José Cueli: Lenguaje futbolero
J
acques Derrida, el filósofo francés, piensa que el lenguaje convencional es una fundación peligrosa. Con el predominio de la razón, productora de ideas y homogeneizadora de lo real, el lenguaje pasa a designar las cosas de manera uniformemente válida, convencional y obligatoria.
El lenguaje, dotado de poder de unificación social, es la faceta gregaria de la intimidad del individuo y la configuración de una realidad rígida y petrificada. Nuestras vivencias auténticas no podrían comunicarse si quisieran. Es que les falta la palabra.
Las cosas para expresar, para las cuales tenemos palabras, las hemos dejado ya también muy atrás. En todo hablar hay una pieza de desaprecio. El lenguaje parecería sólo inventado para decir lo ordinario, mediano, comunicable. Con el lenguaje se vulgariza el habla.
Indudablemente, la escritura de la que trata la gramatología, la escritura que trabajaba en el juego, en el movimiento de la differance, no es una escritura ordinaria, corriente: es archiescritura que conecta con el concepto tradicional y restringido de escritura por medio de la huella.
La escritura, archiescritura, es el término que emplea Derrida para determinar el ámbito general de los signos. Ahora bien, la noción derridianda de signo no se limita al campo estrictamente lingüístico. De ahí que la archiescritura derridiana abarque todos los signos en general: los que son lingüísticos y los que no.
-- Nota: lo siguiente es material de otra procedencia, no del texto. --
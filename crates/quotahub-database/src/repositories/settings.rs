//! Panel settings repository implementation.
//!
//! Namespaced key-value rows with JSON-shaped string values. The resource
//! defaults and maximums live here under the `quotahub` namespace.

use sqlx::PgPool;

use quotahub_core::error::{AppError, ErrorKind};
use quotahub_core::result::AppResult;

/// Repository for namespaced settings blobs.
#[derive(Debug, Clone)]
pub struct SettingsRepository {
    pool: PgPool,
}

impl SettingsRepository {
    /// Create a new settings repository.
    pub fn new(pool: PgPool) -> Self {
        Self { pool }
    }

    /// Read a setting value.
    pub async fn get(&self, namespace: &str, key: &str) -> AppResult<Option<String>> {
        sqlx::query_scalar("SELECT value FROM panel_settings WHERE namespace = $1 AND key = $2")
            .bind(namespace)
            .bind(key)
            .fetch_optional(&self.pool)
            .await
            .map_err(|e| AppError::with_source(ErrorKind::Database, "Failed to read setting", e))
    }

    /// Upsert a setting value.
    pub async fn set(&self, namespace: &str, key: &str, value: &str) -> AppResult<()> {
        sqlx::query(
            "INSERT INTO panel_settings (namespace, key, value) VALUES ($1, $2, $3) \
             ON CONFLICT (namespace, key) DO UPDATE SET \
                value = EXCLUDED.value, \
                updated_at = NOW()",
        )
        .bind(namespace)
        .bind(key)
        .bind(value)
        .execute(&self.pool)
        .await
        .map_err(|e| AppError::with_source(ErrorKind::Database, "Failed to write setting", e))?;
        Ok(())
    }
}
La archiescritura es la condición de posibilidad del lenguaje como sistema articulado. Indica el principio de la articulación –de naturaleza no fonética, sino formal–, en el que se basa todo el lenguaje, y recalca la exterioridad o distancia esencial respecto de sí mismo que todo lenguaje conlleva y en la que se fundan todos los sistemas posteriores de escritura, en el seno de un origen constantemente diferido, que funda el habla y la escritura. Habla y escritura suponen una archiescritura como condición de toda forma de lenguaje.
(Freud, Su legado un siglo después, de Palacios A., primera edición, 1998. Sansores & Aljure Editores.)